Even the normally very business friendly AAA has been forced to take action in this situation. For years, AAA essentially turned a blind eye to the problem. In the past, AAA several times sent consumers letters unhelpfully saying “well, you could pay our fees, if you want the arbitration to start.” Talk about enabling abuse! But now, after some time has passed while a corporation refuses to pay the promised fees, AAA will send it a letter saying, in effect, “since you aren’t following our rules or your contract, please remove our name from your contracts with your customers.”
Because this issue recurs so often, Public Justice has filed comments asking the Consumer Financial Protection Bureau to consider this abuse in evaluating whether to exercise its authority under the Dodd-Frank Act to regulate or ban arbitration clauses in lending contracts.
Public Justice has just joined in a case that highlights this bait and switch practice. A California man named Bryan Kearney bought a car warranty with Direct Buy Associates, a warranty company. He didn’t realize that Direct Buy has a D rating with the Better Business Bureau, or that tons of consumers have written up complaints about how Direct Buy regularly denies valid warranty claims. (You can sure make more money if you sell warranties if you almost never pay when peoples’ products go bad.)
Kearney’s car developed problems that fell right into the heart of the type of claim that his new and expensive warranty is supposed to cover, and he filed a claim with Direct Buy. They declined to honor their warranty.
At this point, Kearney went to a lawyer to get help. After reading Direct Buy’s contract, which contains a forced arbitration clause but also a promise that Direct Buy would pay most of the costs of arbitration, Mr. Kearney filed a claim against Direct Buy with the AAA. Notwithstanding its promise to pay the filing fees and most of the costs of arbitration, it turns out that Direct Buy has also been refusing to pay the fees to AAA. (Do you notice sort of a pattern of Direct Buy not keeping its promises to people?

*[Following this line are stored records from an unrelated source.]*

use thiserror::Error;

/// Errors seen by code issuing API calls through the coordinator.
#[derive(Error, Debug, Clone, PartialEq, Eq)]
pub enum ClientError {
    /// The server rejected the access credential, even after one refresh.
    #[error("Unauthorized")]
    Unauthorized,

    /// Refreshing failed; the local session is gone and the user must sign in again.
    #[error("Session expired - sign in again")]
    SessionExpired,

    #[error("Request timed out")]
    Timeout,

    #[error("Network error: {0}")]
    Network(String),

    #[error("Server error {status}: {body}")]
    Server { status: u16, body: String },

    #[error("Invalid response: {0}")]
    InvalidResponse(String),
}

/// Maximum length for error response bodies in error messages
const MAX_ERROR_BODY_LENGTH: usize = 500;

impl ClientError {
    fn truncate_body(body: &str) -> String {
        if body.len() <= MAX_ERROR_BODY_LENGTH {
            return body.to_string();
        }
        let mut end = MAX_ERROR_BODY_LENGTH;
        while !body.is_char_boundary(end) {
            end -= 1;
        }
        format!("{}... (truncated, {} total bytes)", &body[..end], body.len())
    }

    pub fn from_status(status: reqwest::StatusCode, body: &str) -> Self {
        match status.as_u16() {
            401 => ClientError::Unauthorized,
            code => ClientError::Server {
                status: code,
                body: Self::truncate_body(body),
            },
        }
    }
}

impl From<reqwest::Error> for ClientError {
    fn from(e: reqwest::Error) -> Self {
        if e.is_timeout() {
            ClientError::Timeout
        } else if e.is_decode() {
            ClientError::InvalidResponse(e.to_string())
        } else {
            ClientError::Network(e.to_string())
        }
    }
}

#[cfg(test)]
mod tests {
    use super::*;
    use reqwest::StatusCode;

    #[test]
    fn only_401_counts_as_unauthorized() {
        assert_eq!(
            ClientError::from_status(StatusCode::UNAUTHORIZED, ""),
            ClientError::Unauthorized
        );
        assert!(matches!(
            ClientError::from_status(StatusCode::FORBIDDEN, "nope"),
            ClientError::Server { status: 403, .. }
        ));
    }

    #[test]
    fn long_bodies_are_truncated() {
        let body = "é".repeat(400);
        match ClientError::from_status(StatusCode::BAD_GATEWAY, &body) {
            ClientError::Server { body: b, .. } => assert!(b.contains("truncated, 800 total bytes")),
            other => panic!("unexpected {other:?}"),
        }
    }
}
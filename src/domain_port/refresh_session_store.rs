use crate::application_port::*;
use crate::domain_model::*;
use chrono::{DateTime, Utc};
use rand::RngCore;
use rand::rngs::OsRng;
use std::time::Duration;

/// 256 bits of entropy per refresh token.
pub const REFRESH_TOKEN_BYTES: usize = 32;

pub trait RefreshTokenGenerator: Send + Sync {
    fn generate(&self) -> RefreshToken;
}

#[derive(Debug, Default)]
pub struct OsRngTokenGenerator;

impl RefreshTokenGenerator for OsRngTokenGenerator {
    fn generate(&self) -> RefreshToken {
        let mut bytes = [0u8; REFRESH_TOKEN_BYTES];
        OsRng.fill_bytes(&mut bytes);
        RefreshToken(hex::encode(bytes))
    }
}

/// Error returned when a freshly generated token already exists.
/// Never retried: a repeat means the random source is broken.
pub fn token_collision(principal_id: PrincipalId) -> AuthError {
    tracing::error!(%principal_id, "refresh token collision, random source is suspect");
    AuthError::Internal("refresh token collision".to_string())
}

/// `start + ttl`, or `Internal` when the result leaves chrono's range.
pub fn expiry_after(start: DateTime<Utc>, ttl: Duration) -> Result<DateTime<Utc>, AuthError> {
    chrono::Duration::from_std(ttl)
        .ok()
        .and_then(|delta| start.checked_add_signed(delta))
        .ok_or_else(|| AuthError::Internal(format!("ttl out of range: {ttl:?}")))
}

#[async_trait::async_trait]
pub trait RefreshSessionStore: Send + Sync {
    async fn create(
        &self,
        principal_id: PrincipalId,
        ttl: Duration,
        now: DateTime<Utc>,
    ) -> Result<RefreshSession, AuthError>;

    /// Only returns records that are not revoked and not yet expired.
    async fn find_active(
        &self,
        token: &RefreshToken,
        now: DateTime<Utc>,
    ) -> Result<Option<RefreshSession>, AuthError>;

    /// Raw record in whatever state it is in. Audit use only.
    async fn lookup(&self, token: &RefreshToken) -> Result<Option<RefreshSession>, AuthError>;

    /// Revoke `token` if and only if it is active, and create its replacement
    /// for the same principal in the same atomic step.
    /// `None` when the token was unknown, revoked or expired.
    async fn rotate(
        &self,
        token: &RefreshToken,
        ttl: Duration,
        now: DateTime<Utc>,
    ) -> Result<Option<RefreshSession>, AuthError>;

    /// Idempotent.
    async fn revoke(&self, token: &RefreshToken) -> Result<(), AuthError>;

    /// Idempotent. Returns how many active sessions were revoked.
    async fn revoke_all(&self, principal_id: PrincipalId) -> Result<u64, AuthError>;

    async fn list_active(
        &self,
        principal_id: PrincipalId,
        now: DateTime<Utc>,
    ) -> Result<Vec<RefreshSession>, AuthError>;

    /// Delete every record that is revoked or expired before `now`.
    async fn purge_expired(&self, now: DateTime<Utc>) -> Result<u64, AuthError>;
}
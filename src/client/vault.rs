use crate::application_port::SessionPair;
use std::sync::Mutex;
use std::sync::atomic::{AtomicUsize, Ordering};

/// Where the client keeps its current token pair. Calls are short and
/// synchronous so they can run under the coordinator's lock.
pub trait TokenVault: Send + Sync {
    fn load(&self) -> Option<SessionPair>;
    fn save(&self, pair: SessionPair);
    fn clear(&self);
}

#[derive(Default)]
pub struct MemoryVault {
    pair: Mutex<Option<SessionPair>>,
    clears: AtomicUsize,
}

impl MemoryVault {
    pub fn new() -> Self {
        Self::default()
    }

    pub fn with_pair(pair: SessionPair) -> Self {
        MemoryVault {
            pair: Mutex::new(Some(pair)),
            clears: AtomicUsize::new(0),
        }
    }

    /// How many times local session state has been wiped.
    pub fn clear_count(&self) -> usize {
        self.clears.load(Ordering::SeqCst)
    }
}

impl TokenVault for MemoryVault {
    fn load(&self) -> Option<SessionPair> {
        match self.pair.lock() {
            Ok(pair) => pair.clone(),
            Err(poisoned) => poisoned.into_inner().clone(),
        }
    }

    fn save(&self, pair: SessionPair) {
        match self.pair.lock() {
            Ok(mut slot) => *slot = Some(pair),
            Err(poisoned) => *poisoned.into_inner() = Some(pair),
        }
    }

    fn clear(&self) {
        match self.pair.lock() {
            Ok(mut slot) => *slot = None,
            Err(poisoned) => *poisoned.into_inner() = None,
        }
        self.clears.fetch_add(1, Ordering::SeqCst);
    }
}
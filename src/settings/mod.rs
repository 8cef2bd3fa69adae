//! Settings come from a TOML file picked by `--settings`, falling back to
//! `settings/dev.toml` in debug builds and `settings/release.toml` otherwise.

mod cli;
pub use clap::Parser;
pub use cli::*;

mod settings;
pub use settings::*;
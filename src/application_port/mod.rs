mod session_service;

pub use session_service::*;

It’s sort of like a corporate version of a bad boyfriend.)
AAA sent a letter to Kearney and Direct Buy saying “As [Direct Buy] has previously not complied with our request to adhere to our policy regarding consumer claims, we must decline to administer this claim and any other claims between [Direct Buy] and its consumers. We request that the business remove the AAA name for its arbitration and mediation clause so that there is no confusion to the public regarding our decision.”
Having refused to honor its part of the forced arbitration deal, Direct Buy will now get to answer for its illegal acts in court. Under the well known legal doctrine of Goose v Gander, Direct Buy can’t ignore and flout its promises to pay for arbitration, but demand that its consumers be bound by the arbitration clause it has abandoned.
Direct Buy is hardly the only company who has refused to honor its promises to pay arbitration fees. Comcast (with its spotty reputation, you’d think that would be a company that would really want to have a working fine print contract to insulate itself from class actions) refused to pay its share of fees and got an AAA letter telling it to stop using AAA’s name in its documents. This refusal to pay the fees is particularly common with car dealers, here (look at page 20) is an example with a New Jersey dealer; here is an example of a California car dealer doing the same thing, and here’s an example of an Illinois dealer doing it. And here is a document AAA sent to a for-profit college that did the same thing.
It’s bad enough when corporations use arbitration to insulate themselves from the law when they scam people. But now the increasing use of bait-and-switching with arbitration fees is turning the process itself into a scam.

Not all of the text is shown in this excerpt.